The minimal change the paper suggests, even though it does not state it as a design recommendation: introduce a phase boundary. During the divergent phase, run agents independently or in a small-world topology. During the convergent phase, switch to fully-connected. This is, in retrospect, what design thinking has been telling people to do for decades, and it is also what good human research teams do. Work alone first, then come together. The multi-agent framing makes "agents talking to each other" feel like the point, but talking is a tool, not a default.

The role-tagging finding has the same flavor of practical implication. A lot of agent setups in the wild use explicit role tags ("lead researcher", "senior engineer", "principal architect") on the assumption that authority gradients help agents know what to do. The paper's authority experiments suggest those tags also flatten the diversity of the group's outputs. The trade-off is real: the tags probably are net-positive for output quality and coherence, and net-negative for output spread. Whether the trade is worth it depends entirely on which phase of the pipeline you are in.

The broader thing the paper does is make agent topologies a first-class design object, the same way you think about database indices or API rate limits. It is easy to treat topology as an implementation detail (how agents pass messages) when it is actually a load-bearing design choice (how agents shape each other's outputs).

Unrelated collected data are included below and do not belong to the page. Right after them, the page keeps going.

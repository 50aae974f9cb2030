use serde::Serialize;
use std::fmt;

use super::{CreateView, ViewMode};

// --------------------------------------------------------
// Data Definitions (ViewModels)
// --------------------------------------------------------

#[derive(Debug, Serialize)]
pub struct BinListViewModel {
    #[serde(skip_serializing_if = "Option::is_none")]
    pub search: Option<String>,
    pub bins: Vec<BinEntryViewModel>,
}

#[derive(Debug, Clone, PartialEq, Serialize)]
pub struct BinEntryViewModel {
    pub id: i64,
    pub name: Option<String>,
}

#[derive(Debug, Serialize)]
pub struct ProductListViewModel {
    pub query: String,
    /// The query was below the minimum length, so no search ran.
    pub skipped: bool,
    pub products: Vec<ProductEntryViewModel>,
}

#[derive(Debug, Clone, PartialEq, Serialize)]
pub struct ProductEntryViewModel {
    pub upc: String,
    pub description: Option<String>,
    pub qty_per_case: Option<f64>,
}

// --------------------------------------------------------
// CreateView Trait Implementations (Bridge to Views)
// --------------------------------------------------------

impl CreateView for BinListViewModel {
    fn create_view<'a>(&'a self, mode: ViewMode) -> Box<dyn fmt::Display + 'a> {
        use crate::presentation::views::catalog::BinListView;
        Box::new(BinListView::new(self, mode))
    }
}

impl CreateView for ProductListViewModel {
    fn create_view<'a>(&'a self, mode: ViewMode) -> Box<dyn fmt::Display + 'a> {
        use crate::presentation::views::catalog::ProductListView;
        Box::new(ProductListView::new(self, mode))
    }
}
impl InventorySession {
    pub fn new(
        api: Arc<dyn InventoryApi>,
        settings: SessionSettings,
        suggestions: SuggestionSender,
    ) -> Self {
        let bin_search = BinLocationSearch::new(
            settings.bin_debounce,
            settings.bin_min_chars,
            suggestions.clone(),
        );
        let product_search = ProductSearch::new(
            Arc::clone(&api),
            settings.product_debounce,
            settings.product_min_chars,
            suggestions,
        );

        Self {
            api,
            view: settings.default_view,
            notices: Notifier::new(settings.notice_ttl),
            settings,
            store: RecordStore::new(),
            search_input: String::new(),
            search: SearchTerm::default(),
            busy: BusyIndicator::new(),
            redirect: None,
            bin_search,
            product_search,
            modal: Modal::None,
        }
    }

    // --- accessors ---

    pub fn api(&self) -> &Arc<dyn InventoryApi> {
        &self.api
    }

    pub fn records(&self) -> &[Record] {
        self.store.records()
    }

    pub fn bins(&self) -> Arc<Vec<Bin>> {
        self.store.bins()
    }

    pub fn find(&self, id: RecordId) -> Option<&Record> {
        self.store.find(id)
    }

    pub fn view(&self) -> ViewKind {
        self.view
    }

    pub fn search_input(&self) -> &str {
        &self.search_input
    }

    pub fn search_term(&self) -> &SearchTerm {
        &self.search
    }

    pub fn busy(&self) -> &BusyIndicator {
        &self.busy
    }

    pub fn notices(&self) -> &Notifier {
        &self.notices
    }

    pub fn notices_mut(&mut self) -> &mut Notifier {
        &mut self.notices
    }

    pub fn redirect(&self) -> Option<Redirect> {
        self.redirect
    }

    pub fn modal(&self) -> &Modal {
        &self.modal
    }

    pub fn modal_mut(&mut self) -> &mut Modal {
        &mut self.modal
    }

    pub fn bin_search(&self) -> &BinLocationSearch {
        &self.bin_search
    }

    pub fn product_search(&self) -> &ProductSearch {
        &self.product_search
    }

    // --- loading ---

    /// Initial load: bin catalog, then records.
    pub async fn start(&mut self) -> bool {
        self.load_bins().await;
        self.reload().await
    }

    /// Refresh the bin catalog. Failures are only logged.
    pub async fn load_bins(&mut self) {
        let _busy = self.busy.enter();
        let api = Arc::clone(&self.api);
        match self.store.load_bins(api.as_ref()).await {
            Ok(_) => self.bin_search.set_catalog(self.store.bins()),
            Err(err) if err.is_auth_required() => self.redirect_to_login(),
            Err(_) => {}
        }
    }

    /// Replace the record snapshot. Returns whether the load succeeded.
    pub async fn reload(&mut self) -> bool {
        let _busy = self.busy.enter();
        let api = Arc::clone(&self.api);
        let loaded = self.store.load_all(api.as_ref()).await.map(|records| records.len());
        match loaded {
            Ok(_) => true,
            Err(err) => {
                self.report_failure(Operation::Load, err);
                false
            }
        }
    }

    // --- search & view ---

    pub fn set_search(&mut self, input: &str) {
        self.search_input = input.to_string();
        self.search = SearchTerm::new(input);
    }

    /// Changing the view keeps the active search.
    pub fn switch_view(&mut self, view: ViewKind) {
        self.view = view;
    }

    pub fn toggle_view(&mut self) {
        self.switch_view(self.view.toggled());
    }

    pub fn visible_records(&self) -> Vec<&Record> {
        filter_records(self.store.records(), &self.search)
    }

    pub fn summary(&self) -> AggregateSummary {
        summarize(self.visible_records())
    }

    // --- mutations ---

    pub async fn submit_create(&mut self, form: &RecordForm) -> SubmitOutcome {
        let draft = match form.validate() {
            Ok(draft) => draft,
            Err(err) => return self.reject(err),
        };
        let _busy = self.busy.enter();
        let result = self.api.create_record(&draft).await;
        self.finish(Operation::Save, result).await
    }

    pub async fn submit_update(&mut self, id: RecordId, form: &RecordForm) -> SubmitOutcome {
        let draft = match form.validate() {
            Ok(draft) => draft,
            Err(err) => return self.reject(err),
        };
        let _busy = self.busy.enter();
        let result = self.api.update_record(id, &draft).await;
        self.finish(Operation::Save, result).await
    }

    pub async fn submit_adjust(
        &mut self,
        id: Option<RecordId>,
        form: &AdjustForm,
    ) -> SubmitOutcome {
        let Some(id) = id else {
            return self.reject(Error::validation(MSG_NO_RECORD));
        };
        let adjustment = match form.validate() {
            Ok(adjustment) => adjustment,
            Err(err) => return self.reject(err),
        };
        let _busy = self.busy.enter();
        let result = self.api.adjust_record(id, &adjustment).await;
        self.finish(Operation::Adjust, result).await
    }

    pub async fn submit_delete(&mut self, id: Option<RecordId>) -> SubmitOutcome {
        let Some(id) = id else {
            return self.reject(Error::validation(MSG_NO_RECORD));
        };
        let _busy = self.busy.enter();
        let result = self.api.delete_record(id).await;
        self.finish(Operation::Delete, result).await
    }

    async fn finish(
        &mut self,
        operation: Operation,
        result: bintrack_client::Result<String>,
    ) -> SubmitOutcome {
        match result {
            Ok(message) => {
                let message = if message.is_empty() {
                    operation.success_default().to_string()
                } else {
                    message
                };
                info!(?operation, %message, "mutation succeeded");
                self.notices.success(message.clone());
                self.reload().await;
                SubmitOutcome::ok(message)
            }
            Err(err) => {
                let message = self.report_failure(operation, err.into());
                SubmitOutcome::failed(message)
            }
        }
    }

    fn reject(&mut self, err: Error) -> SubmitOutcome {
        let message = err.to_string();
        self.notices.error(message.clone());
        SubmitOutcome::failed(message)
    }

    /// Route a failure to the right notice/redirect. Returns the user-facing message.
    fn report_failure(&mut self, operation: Operation, err: Error) -> String {
        match err {
            Error::Api(ClientError::AuthRequired) => {
                self.redirect_to_login();
                MSG_AUTH.to_string()
            }
            Error::Api(ClientError::NeedsConfig { message }) => {
                warn!(%message, "server needs configuration");
                self.notices.warning(MSG_CONFIGURE);
                self.redirect = Some(Redirect::after(
                    Route::Settings,
                    self.settings.config_redirect_delay,
                ));
                MSG_CONFIGURE.to_string()
            }
            Error::Api(ClientError::Rejected(message)) => {
                self.notices.error(message.clone());
                message
            }
            Error::Api(other) => {
                let message = format!("{}: {}", operation.error_prefix(), other);
                self.notices.error(message.clone());
                message
            }
            other => {
                let message = other.to_string();
                self.notices.error(message.clone());
                message
            }
        }
    }

    // --- dialogs ---

    pub fn open_create(&mut self) {
        self.reset_suggestions();
        self.modal = Modal::Record(RecordForm::create());
    }

    pub fn open_edit(&mut self, id: RecordId) -> bool {
        let form = match self.store.get(id).map(RecordForm::for_edit) {
            Ok(form) => form,
            Err(err) => {
                self.reject(err);
                return false;
            }
        };
        self.reset_suggestions();
        self.modal = Modal::Record(form);
        true
    }

    pub fn open_adjust(&mut self, id: RecordId) -> bool {
        let form = match self.store.get(id).map(AdjustForm::for_record) {
            Ok(form) => form,
            Err(err) => {
                self.reject(err);
                return false;
            }
        };
        self.modal = Modal::Adjust { id, form };
        true
    }

    pub fn open_delete(&mut self, id: RecordId) -> bool {
        let confirmation = match self.store.get(id).map(DeleteConfirmation::for_record) {
            Ok(confirmation) => confirmation,
            Err(err) => {
                self.reject(err);
                return false;
            }
        };
        self.modal = Modal::Delete(confirmation);
        true
    }

    pub fn close_modal(&mut self) {
        self.reset_suggestions();
        self.modal = Modal::None;
    }

    /// Submit whatever dialog is open. The dialog closes on success only.
    pub async fn submit_modal(&mut self) -> Option<SubmitOutcome> {
        let modal = self.modal.clone();
        let outcome = match &modal {
            Modal::None => return None,
            Modal::Record(form) => match form.mode {
                FormMode::Create => self.submit_create(form).await,
                FormMode::Edit(id) => self.submit_update(id, form).await,
            },
            Modal::Adjust { id, form } => self.submit_adjust(Some(*id), form).await,
            Modal::Delete(confirmation) => self.submit_delete(Some(confirmation.record_id)).await,
        };
        if outcome.success {
            self.close_modal();
        }
        Some(outcome)
    }

    // --- autocomplete glue ---

    pub fn bin_input(&mut self, text: &str) {
        if let Modal::Record(form) = &mut self.modal {
            form.edit_bin_text(text);
        }
        self.bin_search.input(text);
    }

    pub fn product_input(&mut self, text: &str) {
        if let Modal::Record(form) = &mut self.modal {
            form.edit_product_text(text);
        }
        self.product_search.input(text);
    }

    /// Returns `false` when the dropdown did not consume the key.
    pub fn bin_key(&mut self, key: NavKey) -> bool {
        match self.bin_search.handle_key(key) {
            KeyOutcome::Ignored => false,
            KeyOutcome::Selected(bin) => {
                if let Modal::Record(form) = &mut self.modal {
                    form.select_bin(&bin);
                }
                true
            }
            KeyOutcome::Moved(_) | KeyOutcome::Closed => true,
        }
    }

    pub fn product_key(&mut self, key: NavKey) -> bool {
        match self.product_search.handle_key(key) {
            KeyOutcome::Ignored => false,
            KeyOutcome::Selected(product) => {
                if let Modal::Record(form) = &mut self.modal {
                    form.select_product(&product);
                }
                true
            }
            KeyOutcome::Moved(_) | KeyOutcome::Closed => true,
        }
    }

    pub fn apply_suggestion(&mut self, update: SuggestionUpdate) {
        match update {
            SuggestionUpdate::Bins(bins) => self.bin_search.apply(bins),
            SuggestionUpdate::Products(products) => self.product_search.apply(products),
        }
    }

    /// Interaction outside both fields closes their dropdowns.
    pub fn dismiss_suggestions(&mut self) {
        self.bin_search.dismiss();
        self.product_search.dismiss();
    }

    fn reset_suggestions(&mut self) {
        self.bin_search.reset();
        self.product_search.reset();
    }

    // --- navigation & lifecycle ---

    fn redirect_to_login(&mut self) {
        info!("authentication required, redirecting to login");
        self.redirect = Some(Redirect::now(Route::Login));
    }

    /// Take the pending redirect once its delay has passed.
    pub fn take_due_redirect(&mut self, now: Instant) -> Option<Route> {
        match self.redirect {
            Some(redirect) if redirect.is_due(now) => {
                self.redirect = None;
                Some(redirect.route)
            }
            _ => None,
        }
    }

    /// Expire old notices.
    pub fn tick(&mut self, now: Instant) {
        self.notices.prune(now);
    }

    /// End the session server-side, then reset locally and go to login
    /// regardless of the outcome.
    pub async fn logout(&mut self) {
        if let Err(err) = self.api.logout().await {
            warn!(error = %err, "logout request failed, redirecting anyway");
        }
        self.reset();
        self.redirect_to_login();
    }

    /// Drop all session state.
    pub fn reset(&mut self) {
        self.store.reset();
        self.bin_search.set_catalog(self.store.bins());
        self.reset_suggestions();
        self.view = self.settings.default_view;
        self.search_input.clear();
        self.search = SearchTerm::default();
        self.notices.clear();
        self.redirect = None;
        self.modal = Modal::None;
    }
}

A fully connected topology and an isolated topology produce qualitatively different outputs, and that fact deserves an explicit label in any system diagram, not just a buried decision in the message-routing code.

Where my head is at

I went into this paper expecting to disagree with it. Multi-agent skepticism is having a moment online and I assumed this was another piece in that genre. It is not. It is an empirical study that takes the multi-agent framing seriously and then measures specific failure modes, and the failure modes are real. I came out more convinced of the underlying value of multi-agent systems and also more aware of how easy it is to set them up in the configuration that actively hurts the thing you want them to do.

The thing worth chasing next is whether the topology effects survive at smaller agent counts and tighter latency budgets. Most of the experiments are at five to twenty agents over multiple rounds. The smaller-and-shorter regime, where many production systems actually live, is not where the curves were measured. The curves at that end of the parameter space would be the most useful piece of follow-up work I could imagine for this paper.

More reading on this. The related work it is in conversation with, especially the older social-choice and group-decision-making literature it seems to be reaching back into, is the next thing on the list.

References

Diversity Collapse in Multi-Agent LLM Systems: Structural Coupling and Collective Failure in Open-Ended Idea Generation (arXiv:2604.18005) by Nuo Chen, Yicheng Tong, Yuzhe Yang, Yufei He, Xueyi Zhang, Qingyun Zou, Qian Wang, Bingsheng He. ACL 2026 Findings.